* TO DO
Scan the following material for the string "channel" and copy each line in which it appears.

··········

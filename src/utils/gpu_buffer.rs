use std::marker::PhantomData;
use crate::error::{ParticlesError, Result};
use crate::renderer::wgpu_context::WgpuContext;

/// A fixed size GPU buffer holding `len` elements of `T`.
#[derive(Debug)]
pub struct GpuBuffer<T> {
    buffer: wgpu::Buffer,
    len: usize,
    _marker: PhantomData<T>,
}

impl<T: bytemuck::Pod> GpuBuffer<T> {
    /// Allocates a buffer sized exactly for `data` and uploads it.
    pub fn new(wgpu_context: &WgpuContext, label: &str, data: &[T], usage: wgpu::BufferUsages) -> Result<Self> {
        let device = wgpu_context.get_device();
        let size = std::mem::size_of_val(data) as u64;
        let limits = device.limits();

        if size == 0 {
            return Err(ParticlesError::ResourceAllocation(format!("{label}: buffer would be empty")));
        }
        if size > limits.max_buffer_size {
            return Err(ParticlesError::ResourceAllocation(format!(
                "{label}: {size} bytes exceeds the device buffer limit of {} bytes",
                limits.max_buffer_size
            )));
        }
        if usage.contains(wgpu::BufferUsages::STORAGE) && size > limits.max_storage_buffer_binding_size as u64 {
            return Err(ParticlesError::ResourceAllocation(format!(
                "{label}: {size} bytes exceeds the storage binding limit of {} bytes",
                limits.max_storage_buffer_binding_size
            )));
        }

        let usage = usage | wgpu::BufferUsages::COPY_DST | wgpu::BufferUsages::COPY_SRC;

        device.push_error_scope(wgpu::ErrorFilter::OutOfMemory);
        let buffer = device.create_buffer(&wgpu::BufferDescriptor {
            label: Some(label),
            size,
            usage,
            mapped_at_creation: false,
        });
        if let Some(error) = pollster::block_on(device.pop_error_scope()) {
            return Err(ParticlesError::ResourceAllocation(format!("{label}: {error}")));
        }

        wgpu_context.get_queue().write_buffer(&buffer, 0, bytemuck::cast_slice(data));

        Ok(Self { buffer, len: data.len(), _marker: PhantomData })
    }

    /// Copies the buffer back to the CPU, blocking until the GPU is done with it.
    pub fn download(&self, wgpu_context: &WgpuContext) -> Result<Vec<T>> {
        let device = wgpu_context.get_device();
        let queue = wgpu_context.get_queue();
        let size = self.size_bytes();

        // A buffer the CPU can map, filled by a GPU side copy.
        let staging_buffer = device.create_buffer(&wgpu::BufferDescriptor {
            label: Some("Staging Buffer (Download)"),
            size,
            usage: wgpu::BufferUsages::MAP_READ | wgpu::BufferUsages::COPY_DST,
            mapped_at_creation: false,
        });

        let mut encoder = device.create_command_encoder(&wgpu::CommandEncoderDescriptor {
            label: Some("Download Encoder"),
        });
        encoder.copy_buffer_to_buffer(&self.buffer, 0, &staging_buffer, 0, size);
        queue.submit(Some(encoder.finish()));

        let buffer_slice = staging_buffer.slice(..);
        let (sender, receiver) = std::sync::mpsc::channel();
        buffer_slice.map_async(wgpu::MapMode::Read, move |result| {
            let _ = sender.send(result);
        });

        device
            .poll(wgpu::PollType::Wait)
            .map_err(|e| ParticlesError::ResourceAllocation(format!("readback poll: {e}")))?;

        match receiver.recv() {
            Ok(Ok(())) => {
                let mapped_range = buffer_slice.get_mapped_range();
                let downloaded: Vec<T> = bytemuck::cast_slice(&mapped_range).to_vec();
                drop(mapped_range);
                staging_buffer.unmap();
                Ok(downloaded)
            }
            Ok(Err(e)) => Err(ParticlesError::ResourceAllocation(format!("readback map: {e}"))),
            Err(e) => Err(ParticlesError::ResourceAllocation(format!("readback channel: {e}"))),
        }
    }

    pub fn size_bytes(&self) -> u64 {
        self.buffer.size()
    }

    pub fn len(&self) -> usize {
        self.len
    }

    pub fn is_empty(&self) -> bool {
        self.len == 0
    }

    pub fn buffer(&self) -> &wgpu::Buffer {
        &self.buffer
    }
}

··········

* ANSWER AREA
        let (sender, receiver) = std::sync::mpsc::channel();
            Err(e) => Err(ParticlesError::ResourceAllocation(format!("readback channel: {e}"))),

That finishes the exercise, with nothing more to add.